Le pays a aussi bénéficié, dans les années 90, de l'aide décisive des réseaux pakistanais du physicien Abdul Qadeer Khan, également accusé d'avoir vendu des technologies clé à l'Iran et à la Lybie. «Cette connexion a été décisive pour monter les usines d'enrichissement d'uranium de Corée du Nord.
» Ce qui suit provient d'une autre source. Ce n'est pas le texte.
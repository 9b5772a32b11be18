use std::fmt;

use serde::{Deserialize, Serialize};
use serde_json::Value;

use super::TaskId;

/// Task-type tag. Open-ended: any string a handler is registered under.
#[derive(Debug, Clone, PartialEq, Eq, Hash, Serialize, Deserialize)]
#[serde(transparent)]
pub struct TaskType(String);

impl TaskType {
    pub fn new(s: impl Into<String>) -> Self {
        Self(s.into())
    }

    pub fn as_str(&self) -> &str {
        &self.0
    }
}

impl fmt::Display for TaskType {
    fn fmt(&self, f: &mut fmt::Formatter<'_>) -> fmt::Result {
        self.0.fmt(f)
    }
}

impl From<&str> for TaskType {
    fn from(value: &str) -> Self {
        Self::new(value)
    }
}

/// Priority class assigned by the coordinator.
#[derive(Debug, Clone, Copy, Default, PartialEq, Eq, Hash, Serialize, Deserialize)]
#[serde(rename_all = "snake_case")]
pub enum Priority {
    High,
    #[default]
    Medium,
    Low,
}

impl Priority {
    pub fn weight(self) -> u32 {
        match self {
            Priority::High => 3,
            Priority::Medium => 2,
            Priority::Low => 1,
        }
    }

    /// Lenient parse for wire values; unknown strings fall back to medium.
    pub fn parse_lenient(raw: &str) -> Self {
        match raw.trim().to_ascii_lowercase().as_str() {
            "high" | "urgent" => Priority::High,
            "low" => Priority::Low,
            _ => Priority::Medium,
        }
    }
}

/// Scheduling hints. Missing values count as zero.
#[derive(Debug, Clone, Copy, Default, PartialEq, Serialize, Deserialize)]
pub struct TaskHints {
    #[serde(default)]
    pub estimated_duration: f64,
    #[serde(default)]
    pub estimated_revenue: f64,
}

impl TaskHints {
    pub fn new(estimated_duration: f64, estimated_revenue: f64) -> Self {
        Self {
            estimated_duration,
            estimated_revenue,
        }
    }
}

/// A unit of remotely assigned work.
///
/// Owned by the queue once enqueued. Handlers only ever see a clone of
/// `payload`.
#[derive(Debug, Clone, PartialEq, Serialize, Deserialize)]
pub struct Task {
    pub id: TaskId,
    pub task_type: TaskType,
    #[serde(default)]
    pub payload: Value,
    #[serde(default)]
    pub priority: Priority,
    #[serde(default)]
    pub hints: TaskHints,
}

impl Task {
    pub fn new(id: TaskId, task_type: impl Into<TaskType>, payload: Value) -> Self {
        Self {
            id,
            task_type: task_type.into(),
            payload,
            priority: Priority::default(),
            hints: TaskHints::default(),
        }
    }

    pub fn with_priority(mut self, priority: Priority) -> Self {
        self.priority = priority;
        self
    }

    pub fn with_hints(mut self, estimated_duration: f64, estimated_revenue: f64) -> Self {
        self.hints = TaskHints::new(estimated_duration, estimated_revenue);
        self
    }
}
Ses ingénieurs ont eu les centrifugeuses dont ils avaient tant besoin», affirme Mark Hibbs. Un progrès qui a permis au pays de réaliser son premier test nucléaire en 2006 et d'envisager ensuite des bombes plus complexes et plus puissantes. Selon le chercheur Mark Fitzpatrick, de l'Institut international d'études stratégiques, une partie de ces échanges auraient été encadrés par le pouvoir pakistanais, qui cherchait à obtenir en retour des technologies de Pyongyang. La Corée du Nord aurait ainsi cédé à Islamabad les missiles qu'elle avait développés en menant des travaux de rétro-ingénierie sur des Scud-B russes que lui avait cédés l'Egypte à la fin des années 70. À force d'efforts, les ingénieurs du Nord ont construit, dans les années 80, une version du Scud-C, puis le Nodong, une forme de Scud à grande échelle, ainsi que la série des Taepodong d'une portée de plus de 2000 kilomètres. Après des efforts sur les moteurs, le pays maîtrise maintenant un puissant ICBM, le Hwasong 14, capable de frapper de grandes villes américaines.

Comme pour ses bombes, le pays s'appuie toujours sur des réseaux d'achats parallèles à l'international pour se fournir en composants, par le biais de structures installées en Asie. L'analyse des débris d'une «fusée» nord-coréenne retrouvée en mer en 2012 a révélé la présence de pièces d'origine chinoise, suisse, britannique mais aussi américaine. «Il s'agit d'une course permanente entre les sanctions, les contrôles et la capacité de Pyongyang à s'adapter», note Mark Hibbs, qui pointe aussi les moyens colossaux toujours attribués à ces programmes, jugés prioritaires malgré le désarroi économique du pays. «Si l'on veut empêcher le pays d'atteindre son but, il ne reste plus qu'un an ou deux. Après, tout sera beaucoup plus compliqué», glisse Hitoshi Tanaka.